The Tribunal here perhaps concerned itself a little too much with how much the man in the street would know about the potato content of Pringles. It does not matter – one of the factors to be considered in judging similarity is, to my mind, clearly potato content.
The Judge was persuaded that the Tribunal had misread the language of the statute. He thought one should disregard the potato content when considering the question of similarity. I cannot agree. As I have said similarity involves a question of degree and a multifactorial assessment of all the factors. One would not disregard the potato content if there were not the further requirement of “made of the potato“. I do not see why adding it makes any difference.
There really is no more to be said about similarity. Even, if I had any temptation to try to analyse its meaning further – which I do not – I should resist it.
The “made of potato” point is equally short. …. He pointed to wholly or partly making the advocate-type point that if Parliament had intended to include a product made wholly or partly of potato in Item 5 it knew how to say it and did not do so.
I reject these submissions. First the normal use of language does not compel that conclusion. As Mummery LJ said in the course of argument, if it were right a marmalade made using both oranges and grapefruit, would be made of neither – a nonsense conclusion.
Secondly, not even potato crisps or potato sticks (no-one knew about potato puffs, even what they were) are 100% potato. So it is improbable that Parliament intended that a product, to be similar, must do so.
Thirdly the Item 2 “wholly or partly” point is not helpful. One can equally well say that when Parliament wanted to say “wholly” it said so. The different classes are essentially free-standing: so there is no reason to suppose that the draftsman trawls over each for an unnecessarily elaborate consistency between them….
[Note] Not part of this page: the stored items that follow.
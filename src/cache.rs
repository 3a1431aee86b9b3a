//! Checkpoint cache directory management
//!
//! Downloads and model exports default to a per-user cache directory:
//! - Linux: `~/.cache/sam-prep/checkpoints/`
//! - macOS: `~/Library/Caches/sam-prep/checkpoints/`
//! - Windows: `%LOCALAPPDATA%/sam-prep/checkpoints/`
//!
//! `SAM_PREP_CACHE_DIR` replaces the platform cache root.

use crate::config::{DEFAULT_CHECKPOINT_NAME, DEFAULT_DECODER_NAME, DEFAULT_ENCODER_NAME};
use crate::error::{Result, SamPrepError};
use std::fs;
use std::path::{Path, PathBuf};

/// Environment variable overriding the cache root
pub const CACHE_DIR_ENV: &str = "SAM_PREP_CACHE_DIR";

/// A file found in the cache directory
#[derive(Debug, Clone, PartialEq, Eq)]
pub struct CachedCheckpoint {
    pub name: String,
    pub path: PathBuf,
    pub size_bytes: u64,
    /// Left behind by an interrupted transfer
    pub partial: bool,
}

/// Checkpoint cache manager
#[derive(Debug, Clone)]
pub struct CheckpointCache {
    cache_dir: PathBuf,
}

impl CheckpointCache {
    /// Open the default cache, creating the directory if needed
    ///
    /// # Errors
    /// - No user cache directory and no override
    /// - Failed to create cache directory
    pub fn new() -> Result<Self> {
        Self::at(Self::resolve_cache_dir()?)
    }

    /// Open a cache rooted at `base` (`<base>/checkpoints`)
    ///
    /// # Errors
    /// - Failed to create cache directory
    pub fn with_custom_cache_dir(base: &Path) -> Result<Self> {
        Self::at(base.join("checkpoints"))
    }

    fn at(cache_dir: PathBuf) -> Result<Self> {
        if !cache_dir.exists() {
            fs::create_dir_all(&cache_dir).map_err(|e| {
                SamPrepError::file_io_error("create cache directory", &cache_dir, &e)
            })?;
        }
        Ok(Self { cache_dir })
    }

    fn resolve_cache_dir() -> Result<PathBuf> {
        if let Ok(cache_override) = std::env::var(CACHE_DIR_ENV) {
            if !cache_override.trim().is_empty() {
                return Ok(PathBuf::from(cache_override).join("checkpoints"));
            }
        }

        Ok(dirs::cache_dir()
            .ok_or_else(|| {
                SamPrepError::invalid_config(format!(
                    "Failed to determine cache directory. Set {} environment variable.",
                    CACHE_DIR_ENV
                ))
            })?
            .join("sam-prep")
            .join("checkpoints"))
    }

    #[must_use]
    pub fn cache_dir(&self) -> &Path {
        &self.cache_dir
    }

    /// Path of a cached file; the file may not exist
    ///
    /// # Errors
    /// - `name` is empty or contains a path separator
    pub fn checkpoint_path(&self, name: &str) -> Result<PathBuf> {
        let trimmed = name.trim();
        if trimmed.is_empty()
            || trimmed == "."
            || trimmed == ".."
            || trimmed.contains(['/', '\\'])
        {
            return Err(SamPrepError::invalid_config(format!(
                "Invalid checkpoint name '{}'",
                name
            )));
        }
        Ok(self.cache_dir.join(trimmed))
    }

    /// Where `download` writes the ViT-H checkpoint by default
    #[must_use]
    pub fn default_checkpoint_path(&self) -> PathBuf {
        self.cache_dir.join(DEFAULT_CHECKPOINT_NAME)
    }

    #[must_use]
    pub fn default_encoder_path(&self) -> PathBuf {
        self.cache_dir.join(DEFAULT_ENCODER_NAME)
    }

    #[must_use]
    pub fn default_decoder_path(&self) -> PathBuf {
        self.cache_dir.join(DEFAULT_DECODER_NAME)
    }

    /// List cached files sorted by name
    ///
    /// # Errors
    /// - Failed to read the cache directory
    pub fn list_checkpoints(&self) -> Result<Vec<CachedCheckpoint>> {
        let mut checkpoints = Vec::new();
        if !self.cache_dir.exists() {
            return Ok(checkpoints);
        }

        let entries = fs::read_dir(&self.cache_dir).map_err(|e| {
            SamPrepError::file_io_error("read cache directory", &self.cache_dir, &e)
        })?;

        for entry in entries {
            let entry = entry.map_err(|e| {
                SamPrepError::file_io_error("read cache directory entry in", &self.cache_dir, &e)
            })?;
            let path = entry.path();
            let Ok(meta) = entry.metadata() else {
                log::debug!("Skipping unreadable cache entry {}", path.display());
                continue;
            };
            if !meta.is_file() {
                continue;
            }

            let name = entry.file_name().to_string_lossy().to_string();
            checkpoints.push(CachedCheckpoint {
                partial: name.ends_with(".part"),
                name,
                path,
                size_bytes: meta.len(),
            });
        }

        checkpoints.sort_by(|a, b| a.name.cmp(&b.name));
        Ok(checkpoints)
    }
}

/// Format file size in human-readable format
#[must_use]
pub fn format_size(bytes: u64) -> String {
    const UNITS: &[&str] = &["B", "KB", "MB", "GB", "TB"];
    let mut size = bytes as f64;
    let mut unit_index = 0;

    while size >= 1024.0 && unit_index < UNITS.len() - 1 {
        size /= 1024.0;
        unit_index += 1;
    }

    if unit_index == 0 {
        format!("{} {}", bytes, UNITS.get(unit_index).unwrap_or(&"B"))
    } else {
        format!("{:.1} {}", size, UNITS.get(unit_index).unwrap_or(&"B"))
    }
}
…I reject that submission too. As to “potatoness” I cannot think Parliament intended to invoke such an elusive test. It is an Aristotelian question: does the product have an “essence of potato”. Moreover I have no real idea what the suggested test means: when pressed Mr Cordara could not provide any further elucidation. It cannot be taste, partly because potato chips have lost all or nearly all of the natural taste of a potato, even when some overpowering flavour such a cheese and onion has not been imposed. And I do not see that it can be anything else besides taste.”
Photograph used pursuant to creative commons licence:
This case is a repeat of Herbert Adams v FCT (1932). There members of the High Court had to consider whether a sponge was a cake. Fairly obviosu answrr, one would think. The question was whether or not sales tax had to be paid. If a sponge were a cake, sales tax, if not- no sales tax. The High Court not surprisinly held that a sponge was a cake. The judges went through dictionary definitions. Evatt J however said: “According to the Oxford Dictionary a ‘sponge’ is ‘a very light sweet cake made with flour, milk, eggs, and sugar.’ A dictionary reference may not be necessary. Perhaps this is one of the few things that every schoolboy knows.”
Stephen – there was another post about the Herbert Adams Case…and I got the “every schoolboy know” quote into it.
Good marketing move by Pringles to argue in court that “Pringles are not crisps”. They are a unique product. They might be similar to crisps but they are uniquely Pringles.